### Assignment:
Go through the data below and gather each line containing "DefaultState".

[Stored data entries]
┄┄┄┄┄┄
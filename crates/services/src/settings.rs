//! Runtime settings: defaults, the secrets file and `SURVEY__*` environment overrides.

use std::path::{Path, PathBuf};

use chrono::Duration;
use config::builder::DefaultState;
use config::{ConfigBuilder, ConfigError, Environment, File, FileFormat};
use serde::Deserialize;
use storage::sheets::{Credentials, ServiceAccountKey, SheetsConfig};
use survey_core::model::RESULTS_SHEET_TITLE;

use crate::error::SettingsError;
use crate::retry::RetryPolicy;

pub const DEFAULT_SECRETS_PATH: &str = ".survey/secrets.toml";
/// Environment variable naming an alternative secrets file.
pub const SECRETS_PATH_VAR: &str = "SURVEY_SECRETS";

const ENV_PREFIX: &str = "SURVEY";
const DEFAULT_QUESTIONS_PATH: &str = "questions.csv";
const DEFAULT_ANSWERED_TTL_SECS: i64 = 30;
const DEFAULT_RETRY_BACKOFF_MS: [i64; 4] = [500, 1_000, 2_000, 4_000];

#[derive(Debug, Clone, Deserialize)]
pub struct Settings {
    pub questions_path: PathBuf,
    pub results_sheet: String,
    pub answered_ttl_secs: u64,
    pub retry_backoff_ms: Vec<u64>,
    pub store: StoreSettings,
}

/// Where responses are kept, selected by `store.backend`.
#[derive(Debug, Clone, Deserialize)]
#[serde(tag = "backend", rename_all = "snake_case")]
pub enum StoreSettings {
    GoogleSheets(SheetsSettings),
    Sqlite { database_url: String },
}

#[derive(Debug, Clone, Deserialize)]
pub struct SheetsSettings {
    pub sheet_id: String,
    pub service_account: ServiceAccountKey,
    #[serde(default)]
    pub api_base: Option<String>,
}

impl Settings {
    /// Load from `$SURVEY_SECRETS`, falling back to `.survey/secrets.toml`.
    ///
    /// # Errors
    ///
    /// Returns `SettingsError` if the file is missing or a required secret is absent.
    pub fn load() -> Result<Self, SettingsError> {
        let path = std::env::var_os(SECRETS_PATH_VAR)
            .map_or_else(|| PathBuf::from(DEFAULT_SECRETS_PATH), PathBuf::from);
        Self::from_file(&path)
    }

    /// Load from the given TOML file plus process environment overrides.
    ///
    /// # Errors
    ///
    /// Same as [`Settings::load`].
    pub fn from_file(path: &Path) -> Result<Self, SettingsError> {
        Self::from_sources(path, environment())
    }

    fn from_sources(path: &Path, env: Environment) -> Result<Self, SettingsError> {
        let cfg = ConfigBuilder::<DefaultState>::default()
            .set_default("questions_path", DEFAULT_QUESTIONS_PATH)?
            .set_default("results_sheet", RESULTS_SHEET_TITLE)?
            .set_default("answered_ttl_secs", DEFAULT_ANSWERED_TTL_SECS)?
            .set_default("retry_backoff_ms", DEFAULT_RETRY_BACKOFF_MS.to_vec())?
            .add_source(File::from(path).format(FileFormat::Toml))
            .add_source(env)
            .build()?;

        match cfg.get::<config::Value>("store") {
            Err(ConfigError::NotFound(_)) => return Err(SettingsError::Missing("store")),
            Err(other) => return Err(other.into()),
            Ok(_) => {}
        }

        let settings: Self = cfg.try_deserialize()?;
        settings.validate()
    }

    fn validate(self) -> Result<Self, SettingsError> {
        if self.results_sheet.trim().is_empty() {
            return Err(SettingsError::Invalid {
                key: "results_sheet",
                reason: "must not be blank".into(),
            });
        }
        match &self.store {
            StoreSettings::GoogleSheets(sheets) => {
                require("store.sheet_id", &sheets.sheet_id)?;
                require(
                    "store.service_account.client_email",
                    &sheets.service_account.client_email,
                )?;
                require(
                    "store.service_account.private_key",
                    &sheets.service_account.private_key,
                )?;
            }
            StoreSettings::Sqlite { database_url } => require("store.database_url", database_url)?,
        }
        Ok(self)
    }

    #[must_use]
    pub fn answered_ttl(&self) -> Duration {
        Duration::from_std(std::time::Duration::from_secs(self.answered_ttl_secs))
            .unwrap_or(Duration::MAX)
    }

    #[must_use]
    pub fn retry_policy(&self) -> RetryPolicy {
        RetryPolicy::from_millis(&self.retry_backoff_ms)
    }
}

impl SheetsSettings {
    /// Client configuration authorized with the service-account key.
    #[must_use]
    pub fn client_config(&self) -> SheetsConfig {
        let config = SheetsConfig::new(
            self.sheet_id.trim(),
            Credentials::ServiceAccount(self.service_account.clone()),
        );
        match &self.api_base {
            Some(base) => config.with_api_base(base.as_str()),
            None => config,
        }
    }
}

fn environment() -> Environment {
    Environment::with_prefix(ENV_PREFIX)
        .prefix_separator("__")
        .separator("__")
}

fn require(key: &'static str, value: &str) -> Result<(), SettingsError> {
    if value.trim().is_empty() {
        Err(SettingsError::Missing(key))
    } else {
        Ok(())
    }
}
┄┄┄┄┄┄
### Written reply:
use config::builder::DefaultState;
        let cfg = ConfigBuilder::<DefaultState>::default()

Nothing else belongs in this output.